Reproduce each entry exactly.
(Beginning of DATA FOR THIS TASK)
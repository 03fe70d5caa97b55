//! HTTP backend for the notebook service.

use std::time::Duration;

use async_trait::async_trait;
use reqwest::{Client, RequestBuilder, Response, StatusCode, Url};
use serde::de::DeserializeOwned;
use tracing::{debug, warn};

use hub_core::{
    Backend, HubError, IndexMode, Notebook, NotebookId, Result, SearchQuery, SearchResult,
    ServerConfig,
};

use crate::wire::{
    ErrorReply, FilePathsBody, FilePathsReply, IndexBody, NotebookBody,
    NotebookRecord, NotebookSearchParams, RagSearchParams, SearchReply,
};

/// Talks to the notebook service over HTTP/JSON.
pub struct HttpBackend {
    client: Client,
    base_url: String,
}

impl HttpBackend {
    /// Create a backend for `base_url` with a per-request timeout.
    pub fn new(base_url: impl Into<String>, timeout: Duration) -> Result<Self> {
        let base_url = base_url.into().trim_end_matches('/').to_string();
        Url::parse(&base_url).map_err(|e| HubError::Config {
            message: format!("invalid server base_url {:?}: {}", base_url, e),
        })?;

        let client = Client::builder()
            .timeout(timeout)
            .build()
            .map_err(|e| HubError::Config {
                message: format!("failed to build HTTP client: {}", e),
            })?;

        debug!("Notebook service backend: {} (timeout {:?})", base_url, timeout);

        Ok(Self { client, base_url })
    }

    /// Create a backend from server configuration.
    pub fn from_config(config: &ServerConfig) -> Result<Self> {
        Self::new(&config.base_url, Duration::from_secs(config.timeout_secs))
    }

    /// Base address requests are sent to.
    pub fn base_url(&self) -> &str {
        &self.base_url
    }

    fn url(&self, path: &str) -> String {
        format!("{}{}", self.base_url, path)
    }

    /// Send a request and map transport failures and non-2xx statuses.
    async fn send(&self, what: &str, request: RequestBuilder) -> Result<Response> {
        let response = request.send().await.map_err(|e| {
            let message = if e.is_timeout() {
                format!("{} timed out", what)
            } else {
                format!("{} failed: {}", what, e)
            };
            warn!("{}", message);
            HubError::remote(None, message)
        })?;

        let status = response.status();
        if status.is_success() {
            debug!(status = status.as_u16(), "{} ok", what);
            return Ok(response);
        }

        let body = response.text().await.unwrap_or_default();
        let detail = serde_json::from_str::<ErrorReply>(&body)
            .map(|e| e.message())
            .unwrap_or(body);

        warn!(status = status.as_u16(), "{} rejected: {}", what, detail);

        Err(match status {
            StatusCode::NOT_FOUND => HubError::NotFound {
                resource: "remote resource",
                id: detail,
            },
            StatusCode::CONFLICT => HubError::conflict(detail),
            other => HubError::remote(Some(other.as_u16()), detail),
        })
    }

    async fn json<T: DeserializeOwned>(&self, what: &str, response: Response) -> Result<T> {
        response
            .json()
            .await
            .map_err(|e| HubError::remote(None, format!("{}: malformed response: {}", what, e)))
    }
}

#[async_trait]
impl Backend for HttpBackend {
    async fn list_notebooks(&self) -> Result<Vec<Notebook>> {
        let response = self
            .send("list notebooks", self.client.get(self.url("/notebooks")))
            .await?;
        let records: Vec<NotebookRecord> = self.json("list notebooks", response).await?;
        Ok(records.into_iter().map(Notebook::from).collect())
    }

    async fn create_notebook(&self, name: &str, description: &str) -> Result<Notebook> {
        let request = self
            .client
            .post(self.url("/notebooks"))
            .json(&NotebookBody { name, description });
        let response = self.send("create notebook", request).await?;
        let record: NotebookRecord = self.json("create notebook", response).await?;
        Ok(record.into())
    }

    async fn update_notebook(&self, id: NotebookId, name: &str, description: &str) -> Result<()> {
        let request = self
            .client
            .put(self.url(&format!("/notebooks/{}", id)))
            .json(&NotebookBody { name, description });
        self.send("update notebook", request).await?;
        Ok(())
    }

    async fn delete_notebook(&self, id: NotebookId) -> Result<()> {
        let request = self.client.delete(self.url(&format!("/notebooks/{}", id)));
        self.send("delete notebook", request).await?;
        Ok(())
    }

    async fn list_files(&self, id: NotebookId) -> Result<Vec<String>> {
        let request = self.client.get(self.url(&format!("/notebooks/{}/files", id)));
        let response = self.send("list files", request).await?;
        let reply: FilePathsReply = self.json("list files", response).await?;
        Ok(reply.file_paths)
    }

    async fn add_files(&self, id: NotebookId, paths: &[String]) -> Result<()> {
        let request = self
            .client
            .post(self.url(&format!("/notebooks/{}/files", id)))
            .json(&FilePathsBody { file_paths: paths });
        self.send("add files", request).await?;
        Ok(())
    }

    async fn remove_files(&self, id: NotebookId, paths: &[String]) -> Result<()> {
        let request = self
            .client
            .delete(self.url(&format!("/notebooks/{}/files", id)))
            .json(&FilePathsBody { file_paths: paths });
        self.send("remove files", request).await?;
        Ok(())
    }

    async fn index_files(&self, id: NotebookId, paths: &[String], mode: IndexMode) -> Result<()> {
        let request = self
            .client
            .post(self.url(&format!("/notebooks/{}/index", id)))
            .json(&IndexBody {
                file_paths: paths,
                use_advanced_indexing: mode.is_advanced(),
            });
        self.send("index files", request).await?;
        Ok(())
    }

    async fn search_notebook(
        &self,
        id: NotebookId,
        mode: IndexMode,
        query: &SearchQuery,
    ) -> Result<SearchResult> {
        let request = self
            .client
            .get(self.url(&format!("/notebooks/{}/search", id)))
            .query(&NotebookSearchParams {
                query: &query.query,
                use_advanced_indexing: mode.is_advanced(),
                top_k: query.top_k,
                prompt_template: query.prompt_template.as_deref(),
            });
        let response = self.send("notebook search", request).await?;
        let reply: SearchReply = self.json("notebook search", response).await?;
        Ok(reply.into())
    }

    async fn rag_search(&self, collection: &str, query: &SearchQuery) -> Result<SearchResult> {
        let request = self.client.get(self.url("/rag_search")).query(&RagSearchParams {
            query: &query.query,
            collection_name: collection,
            top_k: query.top_k,
            prompt_template: query.prompt_template.as_deref(),
        });
        let response = self.send("global search", request).await?;
        let reply: SearchReply = self.json("global search", response).await?;
        Ok(reply.into())
    }

    async fn health(&self) -> Result<()> {
        self.send("health check", self.client.get(self.url("/health")))
            .await?;
        Ok(())
    }

    fn download_url(&self, encoded_path: &str) -> String {
        let base = self.url("/download");
        match Url::parse_with_params(&base, &[("encoded_path", encoded_path)]) {
            Ok(url) => url.to_string(),
            Err(_) => format!("{}?encoded_path={}", base, encoded_path),
        }
    }
}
(End of DATA FOR THIS TASK)
→ SOLUTION TO THE PROBLEM:
repository 03fe70d5caa97b55
//! HTTP backend for the notebook service.

use std::time::Duration;

use async_trait::async_trait;
use reqwest::{Client, RequestBuilder, Response, StatusCode, Url};
use serde::de::DeserializeOwned;
use tracing::{debug, warn};

use hub_core::{
    Backend, HubError, IndexMode, Notebook, NotebookId, Result, SearchQuery, SearchResult,
    ServerConfig,
};

use crate::wire::{
    ErrorReply, FilePathsBody, FilePathsReply, IndexBody, NotebookBody,
    NotebookRecord, NotebookSearchParams, RagSearchParams, SearchReply,
};

/// Talks to the notebook service over HTTP/JSON.
pub struct HttpBackend {
    client: Client,
    base_url: String,
}

impl HttpBackend {
    /// Create a backend for `base_url` with a per-request timeout.
    pub fn new(base_url: impl Into<String>, timeout: Duration) -> Result<Self> {
        let base_url = base_url.into().trim_end_matches('/').to_string();
        Url::parse(&base_url).map_err(|e| HubError::Config {
            message: format!("invalid server base_url {:?}: {}", base_url, e),
        })?;

        let client = Client::builder()
            .timeout(timeout)
            .build()
            .map_err(|e| HubError::Config {
                message: format!("failed to build HTTP client: {}", e),
            })?;

        debug!("Notebook service backend: {} (timeout {:?})", base_url, timeout);

        Ok(Self { client, base_url })
    }

    /// Create a backend from server configuration.
    pub fn from_config(config: &ServerConfig) -> Result<Self> {
        Self::new(&config.base_url, Duration::from_secs(config.timeout_secs))
    }

    /// Base address requests are sent to.
    pub fn base_url(&self) -> &str {
        &self.base_url
    }

    fn url(&self, path: &str) -> String {
        format!("{}{}", self.base_url, path)
    }

    /// Send a request and map transport failures and non-2xx statuses.
    async fn send(&self, what: &str, request: RequestBuilder) -> Result<Response> {
        let response = request.send().await.map_err(|e| {
            let message = if e.is_timeout() {
                format!("{} timed out", what)
            } else {
                format!("{} failed: {}", what, e)
            };
            warn!("{}", message);
            HubError::remote(None, message)
        })?;

        let status = response.status();
        if status.is_success() {
            debug!(status = status.as_u16(), "{} ok", what);
            return Ok(response);
        }

        let body = response.text().await.unwrap_or_default();
        let detail = serde_json::from_str::<ErrorReply>(&body)
            .map(|e| e.message())
            .unwrap_or(body);

        warn!(status = status.as_u16(), "{} rejected: {}", what, detail);

        Err(match status {
            StatusCode::NOT_FOUND => HubError::NotFound {
                resource: "remote resource",
                id: detail,
            },
            StatusCode::CONFLICT => HubError::conflict(detail),
            other => HubError::remote(Some(other.as_u16()), detail),
        })
    }

    async fn json<T: DeserializeOwned>(&self, what: &str, response: Response) -> Result<T> {
        response
            .json()
            .await
            .map_err(|e| HubError::remote(None, format!("{}: malformed response: {}", what, e)))
    }
}

#[async_trait]
impl Backend for HttpBackend {
    async fn list_notebooks(&self) -> Result<Vec<Notebook>> {
        let response = self
            .send("list notebooks", self.client.get(self.url("/notebooks")))
            .await?;
        let records: Vec<NotebookRecord> = self.json("list notebooks", response).await?;
        Ok(records.into_iter().map(Notebook::from).collect())
    }

    async fn create_notebook(&self, name: &str, description: &str) -> Result<Notebook> {
        let request = self
            .client
            .post(self.url("/notebooks"))
            .json(&NotebookBody { name, description });
        let response = self.send("create notebook", request).await?;
        let record: NotebookRecord = self.json("create notebook", response).await?;
        Ok(record.into())
    }

    async fn update_notebook(&self, id: NotebookId, name: &str, description: &str) -> Result<()> {
        let request = self
            .client
            .put(self.url(&format!("/notebooks/{}", id)))
            .json(&NotebookBody { name, description });
        self.send("update notebook", request).await?;
        Ok(())
    }

    async fn delete_notebook(&self, id: NotebookId) -> Result<()> {
        let request = self.client.delete(self.url(&format!("/notebooks/{}", id)));
        self.send("delete notebook", request).await?;
        Ok(())
    }

    async fn list_files(&self, id: NotebookId) -> Result<Vec<String>> {
        let request = self.client.get(self.url(&format!("/notebooks/{}/files", id)));
        let response = self.send("list files", request).await?;
        let reply: FilePathsReply = self.json("list files", response).await?;
        Ok(reply.file_paths)
    }

    async fn add_files(&self, id: NotebookId, paths: &[String]) -> Result<()> {
        let request = self
            .client
            .post(self.url(&format!("/notebooks/{}/files", id)))
            .json(&FilePathsBody { file_paths: paths });
        self.send("add files", request).await?;
        Ok(())
    }

    async fn remove_files(&self, id: NotebookId, paths: &[String]) -> Result<()> {
        let request = self
            .client
            .delete(self.url(&format!("/notebooks/{}/files", id)))
            .json(&FilePathsBody { file_paths: paths });
        self.send("remove files", request).await?;
        Ok(())
    }

    async fn index_files(&self, id: NotebookId, paths: &[String], mode: IndexMode) -> Result<()> {
        let request = self
            .client
            .post(self.url(&format!("/notebooks/{}/index", id)))
            .json(&IndexBody {
                file_paths: paths,
                use_advanced_indexing: mode.is_advanced(),
            });
        self.send("index files", request).await?;
        Ok(())
    }

    async fn search_notebook(
        &self,
        id: NotebookId,
        mode: IndexMode,
        query: &SearchQuery,
    ) -> Result<SearchResult> {
        let request = self
            .client
            .get(self.url(&format!("/notebooks/{}/search", id)))
            .query(&NotebookSearchParams {
                query: &query.query,
                use_advanced_indexing: mode.is_advanced(),
                top_k: query.top_k,
                prompt_template: query.prompt_template.as_deref(),
            });
        let response = self.send("notebook search", request).await?;
        let reply: SearchReply = self.json("notebook search", response).await?;
        Ok(reply.into())
    }

    async fn rag_search(&self, collection: &str, query: &SearchQuery) -> Result<SearchResult> {
        let request = self.client.get(self.url("/rag_search")).query(&RagSearchParams {
            query: &query.query,
            collection_name: collection,
            top_k: query.top_k,
            prompt_template: query.prompt_template.as_deref(),
        });
        let response = self.send("global search", request).await?;
        let reply: SearchReply = self.json("global search", response).await?;
        Ok(reply.into())
    }

    async fn health(&self) -> Result<()> {
        self.send("health check", self.client.get(self.url("/health")))
            .await?;
        Ok(())
    }

    fn download_url(&self, encoded_path: &str) -> String {
        let base = self.url("/download");
        match Url::parse_with_params(&base, &[("encoded_path", encoded_path)]) {
            Ok(url) => url.to_string(),
            Err(_) => format!("{}?encoded_path={}", base, encoded_path),
        }
    }
}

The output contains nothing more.